ORPHA:247623Classification level: Subtype of disorder
- Perinatal lethal Rathbun disease
- Perinatal lethal phosphoethanolaminuria
- Prevalence: Unknown
- Inheritance: Autosomal recessive
- Age of onset: Neonatal, Antenatal
- ICD-10: E83.3
- OMIM: 241500
- UMLS: C2673477
- MeSH: -
- GARD: -
- MedDRA: -
Incidence of Perinatal lethal hypophosphatasia (PL-HPP) is not known. However, the birth prevalence for severe HPP (both perinatal-lethal and infantile forms) is estimated at 1/300,000in North and West Europe.
Affected infants may have characteristic skin-covered osteochondral spurs protruding from the forearms or legs and often a small thoracic cavity. They may have hypercalcemia associated with apnea or seizures, and marked shortening of the long bones. Patients rarely survive for more than a few days due to inadequate chest size, hypoplastic lungs and rachitic deformities, leading to respiratory failure.
Loss of function mutations in the ALPL gene (1p36.12) are known to cause hypophosphatasia. The specific mechanisms underlying PL-HPP have not been elucidated.
Diagnosis is suspected either on prenatal ultrasound findings or clinical presentation at birth, and confirmed by genetic testing (Sanger or next generetation sequencing of ALPL).
A benign form of HPP (prenatal benign HPP) has been described in which skeletal abnormalities resolve spontaneously and patients subsequently develop nonlethal HPP, often adult or childhood HPP. Osteogenesis Imperfecta is the most frequent differential diagnosis of this severe form of HPP. Other differential diagnoses include campomelic dysplasia, chondrodysplasia and Stuve Wiedemann syndrome.

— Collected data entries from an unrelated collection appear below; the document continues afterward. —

//! Context-window tracking for a single agent turn.

/// Window used when the model is unknown or unrecognised.
pub const DEFAULT_CONTEXT_WINDOW: u64 = 200_000;

/// Default share of the window at which a turn is stopped.
pub const DEFAULT_THRESHOLD_PCT: u8 = 90;

/// Model-name prefixes and their context windows, in tokens.
///
/// No entry is a prefix of another, so lookup order does not matter.
const MODEL_WINDOWS: &[(&str, u64)] = &[
    ("claude-opus-4", 200_000),
    ("claude-sonnet-4", 200_000),
    ("claude-haiku-4", 200_000),
    ("claude-3-7-sonnet", 200_000),
    ("claude-3-5-sonnet", 200_000),
    ("claude-3-5-haiku", 200_000),
    ("opus", 200_000),
    ("sonnet", 200_000),
    ("haiku", 200_000),
    ("gpt-5", 400_000),
    ("gpt-4.1", 1_047_576),
    ("gemini-2.5", 1_048_576),
];

/// Context window for `model`, falling back to [`DEFAULT_CONTEXT_WINDOW`].
pub fn context_window_for(model: &str) -> u64 {
    MODEL_WINDOWS
        .iter()
        .find(|(prefix, _)| model.starts_with(prefix))
        .map(|(_, window)| *window)
        .unwrap_or(DEFAULT_CONTEXT_WINDOW)
}

/// Tracks cumulative token usage reported by `Message` events and decides
/// when the turn should be stopped before the model's window overflows.
#[derive(Debug, Clone)]
pub struct ContextTracker {
    window: u64,
    threshold_pct: u8,
    used: u64,
    tripped: bool,
}

impl ContextTracker {
    pub fn new(model: Option<&str>, threshold_pct: u8) -> Self {
        Self {
            window: model.map(context_window_for).unwrap_or(DEFAULT_CONTEXT_WINDOW),
            threshold_pct: threshold_pct.clamp(1, 100),
            used: 0,
            tripped: false,
        }
    }

    /// Re-resolve the window once the agent reports which model it runs.
    pub fn set_model(&mut self, model: &str) {
        self.window = context_window_for(model);
    }

    /// Add one message's reported usage. Returns `true` exactly once, on the
    /// call that first crosses the threshold.
    pub fn record(&mut self, tokens: u64) -> bool {
        self.used = self.used.saturating_add(tokens);
        if !self.tripped && self.used >= self.limit() {
            self.tripped = true;
            return true;
        }
        false
    }

    pub fn limit(&self) -> u64 {
        self.window * u64::from(self.threshold_pct) / 100
    }

    pub fn used(&self) -> u64 {
        self.used
    }

}
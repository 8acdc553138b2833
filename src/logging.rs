//! Diagnostic tracing to stderr.
//!
//! Terminal output of a run is rendered by [`crate::ui`] from the event
//! stream; this module only covers diagnostics such as swallowed store
//! failures and dropped events.

use tracing_subscriber::{EnvFilter, fmt, layer::SubscriberExt, util::SubscriberInitExt};

/// Environment variable consulted before `RUST_LOG`.
pub const LOG_ENV: &str = "PAIRLOOP_LOG";

/// Filter directive: `PAIRLOOP_LOG`, then `RUST_LOG`, then `warn` (or
/// `pairloop=debug` with `--verbose`).
pub fn filter_directive(verbose: bool, lookup: impl Fn(&str) -> Option<String>) -> String {
    lookup(LOG_ENV)
        .or_else(|| lookup("RUST_LOG"))
        .filter(|v| !v.trim().is_empty())
        .unwrap_or_else(|| {
            if verbose {
                "warn,pairloop=debug".to_string()
            } else {
                "warn".to_string()
            }
        })
}

/// Install the global subscriber. Call once from `main`.
pub fn init(verbose: bool) {
    let directive = filter_directive(verbose, |key| std::env::var(key).ok());
    let filter = EnvFilter::try_new(&directive).unwrap_or_else(|_| EnvFilter::new("warn"));

    // Ignore the error if a subscriber is already installed (tests).
    let _ = tracing_subscriber::registry()
        .with(filter)
        .with(fmt::layer().with_writer(std::io::stderr).compact())
        .try_init();
}
//! Project configuration read from `.pairloop/config.toml`.
//!
//! Values are layered file → environment → CLI flags. The resolved [`Config`]
//! is handed explicitly to every component; nothing reads it globally.
//!
//! ```toml
//! [agent]
//! command = "claude"
//! model = "claude-sonnet-4-5"
//! max_turns = 40
//! skip_permissions = true
//! turn_timeout_secs = 1800
//!
//! [loop]
//! max_iterations = 10
//! extended = false
//! team_mode = false
//! solo = false
//!
//! [store]
//! path = ".pairloop/pairloop.db"
//! ```

use anyhow::{Context, Result, bail};
use serde::{Deserialize, Serialize};
use std::path::{Path, PathBuf};
use std::time::Duration;

use crate::orchestrator::MIN_DIFF_BYTES;
use crate::runner::DEFAULT_THRESHOLD_PCT;

/// Directory holding configuration and the database, relative to the project.
pub const PAIRLOOP_DIR: &str = ".pairloop";
pub const CONFIG_FILE: &str = "config.toml";

/// Environment variables that override `agent.command`, highest priority first.
const AGENT_CMD_ENV: [&str; 2] = ["PAIRLOOP_AGENT_CMD", "CLAUDE_CMD"];

#[derive(Debug, Clone, Default, PartialEq, Serialize, Deserialize)]
#[serde(default)]
pub struct Config {
    pub agent: AgentConfig,
    #[serde(rename = "loop")]
    pub run: LoopConfig,
    pub store: StoreConfig,
}

/// How the agent CLI is invoked.
#[derive(Debug, Clone, PartialEq, Serialize, Deserialize)]
#[serde(default)]
pub struct AgentConfig {
    pub command: String,
    pub model: Option<String>,
    pub max_turns: Option<u32>,
    /// Pass `--dangerously-skip-permissions`.
    pub skip_permissions: bool,
    /// Kill a turn that runs longer than this.
    pub turn_timeout_secs: Option<u64>,
}

impl Default for AgentConfig {
    fn default() -> Self {
        Self {
            command: "claude".to_string(),
            model: None,
            max_turns: None,
            skip_permissions: true,
            turn_timeout_secs: None,
        }
    }
}

impl AgentConfig {
    /// Flags placed before the prompt on every invocation.
    pub fn flags(&self) -> Vec<String> {
        let mut flags = Vec::new();
        if self.skip_permissions {
            flags.push("--dangerously-skip-permissions".to_string());
        }
        flags.push("--print".to_string());
        flags.push("--output-format".to_string());
        flags.push("stream-json".to_string());
        flags.push("--verbose".to_string());
        flags.push("--include-partial-messages".to_string());
        if let Some(model) = &self.model {
            flags.push("--model".to_string());
            flags.push(model.clone());
        }
        if let Some(max_turns) = self.max_turns {
            flags.push("--max-turns".to_string());
            flags.push(max_turns.to_string());
        }
        flags
    }

    pub fn turn_timeout(&self) -> Option<Duration> {
        self.turn_timeout_secs
            .filter(|secs| *secs > 0)
            .map(Duration::from_secs)
    }
}

/// Iteration policy.
#[derive(Debug, Clone, PartialEq, Serialize, Deserialize)]
#[serde(default)]
pub struct LoopConfig {
    pub max_iterations: u32,
    /// On the first developer/reviewer agreement, run a few more iterations
    /// instead of completing.
    pub extended: bool,
    /// Tag each turn's environment with a team session id.
    pub team_mode: bool,
    /// Developer-only turns, completed by the role-agnostic done marker.
    pub solo: bool,
    /// Capacity of the observer event queue.
    pub event_buffer: usize,
    /// Byte ceiling for the diff shown to the reviewer.
    pub max_diff_bytes: usize,
    /// Percentage of the context window at which a turn is stopped.
    pub context_threshold_pct: u8,
}

impl Default for LoopConfig {
    fn default() -> Self {
        Self {
            max_iterations: 10,
            extended: false,
            team_mode: false,
            solo: false,
            event_buffer: 256,
            max_diff_bytes: 50_000,
            context_threshold_pct: DEFAULT_THRESHOLD_PCT,
        }
    }
}

#[derive(Debug, Clone, PartialEq, Serialize, Deserialize)]
#[serde(default)]
pub struct StoreConfig {
    /// Database path, relative to the project directory unless absolute.
    pub path: PathBuf,
}

impl Default for StoreConfig {
    fn default() -> Self {
        Self {
            path: PathBuf::from(PAIRLOOP_DIR).join("pairloop.db"),
        }
    }
}

impl Config {
    pub fn parse(content: &str) -> Result<Self> {
        toml::from_str(content).context("Failed to parse config.toml")
    }

    pub fn load(path: &Path) -> Result<Self> {
        let content = std::fs::read_to_string(path)
            .with_context(|| format!("Failed to read config file: {}", path.display()))?;
        Self::parse(&content)
    }

    /// Load `<project>/.pairloop/config.toml` (defaults if absent) and apply
    /// environment overrides.
    pub fn load_for_project(project_dir: &Path) -> Result<Self> {
        let path = Self::path_for(project_dir);
        let mut config = if path.exists() {
            Self::load(&path)?
        } else {
            Self::default()
        };
        config.apply_env(|key| std::env::var(key).ok());
        config.validate()?;
        Ok(config)
    }

    pub fn save(&self, path: &Path) -> Result<()> {
        let content = toml::to_string_pretty(self).context("Failed to serialize config.toml")?;
        std::fs::write(path, content)
            .with_context(|| format!("Failed to write config file: {}", path.display()))?;
        Ok(())
    }

    pub fn path_for(project_dir: &Path) -> PathBuf {
        project_dir.join(PAIRLOOP_DIR).join(CONFIG_FILE)
    }

    /// Apply environment overrides using `lookup` to read variables.
    pub fn apply_env<F>(&mut self, lookup: F)
    where
        F: Fn(&str) -> Option<String>,
    {
        if let Some(command) = AGENT_CMD_ENV
            .iter()
            .find_map(|key| lookup(key).filter(|v| !v.trim().is_empty()))
        {
            self.agent.command = command;
        }
    }

    /// Reject values the loop cannot run with.
    pub fn validate(&self) -> Result<()> {
        if self.agent.command.trim().is_empty() {
            bail!("agent.command must not be empty");
        }
        if self.run.max_iterations == 0 {
            bail!("loop.max_iterations must be at least 1");
        }
        if self.run.event_buffer == 0 {
            bail!("loop.event_buffer must be at least 1");
        }
        if self.run.max_diff_bytes < MIN_DIFF_BYTES {
            bail!(
                "loop.max_diff_bytes must be at least {} (got {})",
                MIN_DIFF_BYTES,
                self.run.max_diff_bytes
            );
        }
        if !(1..=100).contains(&self.run.context_threshold_pct) {
            bail!(
                "loop.context_threshold_pct must be between 1 and 100 (got {})",
                self.run.context_threshold_pct
            );
        }
        Ok(())
    }

    pub fn store_path(&self, project_dir: &Path) -> PathBuf {
        if self.store.path.is_absolute() {
            self.store.path.clone()
        } else {
            project_dir.join(&self.store.path)
        }
    }
}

Suspicious ultrasound findings include short and/or bowed limbs, skeletal hypomineralization, osteochondral spurs and, sometimes, the absence of certain bones (skull, ribs, vertebrae, pubis). Confirmation by genetic testing is indispensable, although correlation between the genotype and the prognosis remains a challenge. Genetic prenatal testing is also possible in at risk families with a previous index case and where at least one mutation has been identified.
The reported pattern of inheritance in this form of HPP is autosomal recessive but is not necessarily predictive of the lethal form of HPP.
Management and treatment
Ventilation support is initiated shortly after birth. Prompt diagnosis is essential in order to start targeted therapy. Asfotase alfa is approved (Europe and USA) for enzyme replacement therapy (ERT) in patients with pediatric-onset hypophosphatasia and is associated with improvement of the skeletal manifestations as well as respiratory and motor function.
Perinatal HPP is of poor prognosis when not treated with ERT; however, long term prognosis with ERT is currently unknown.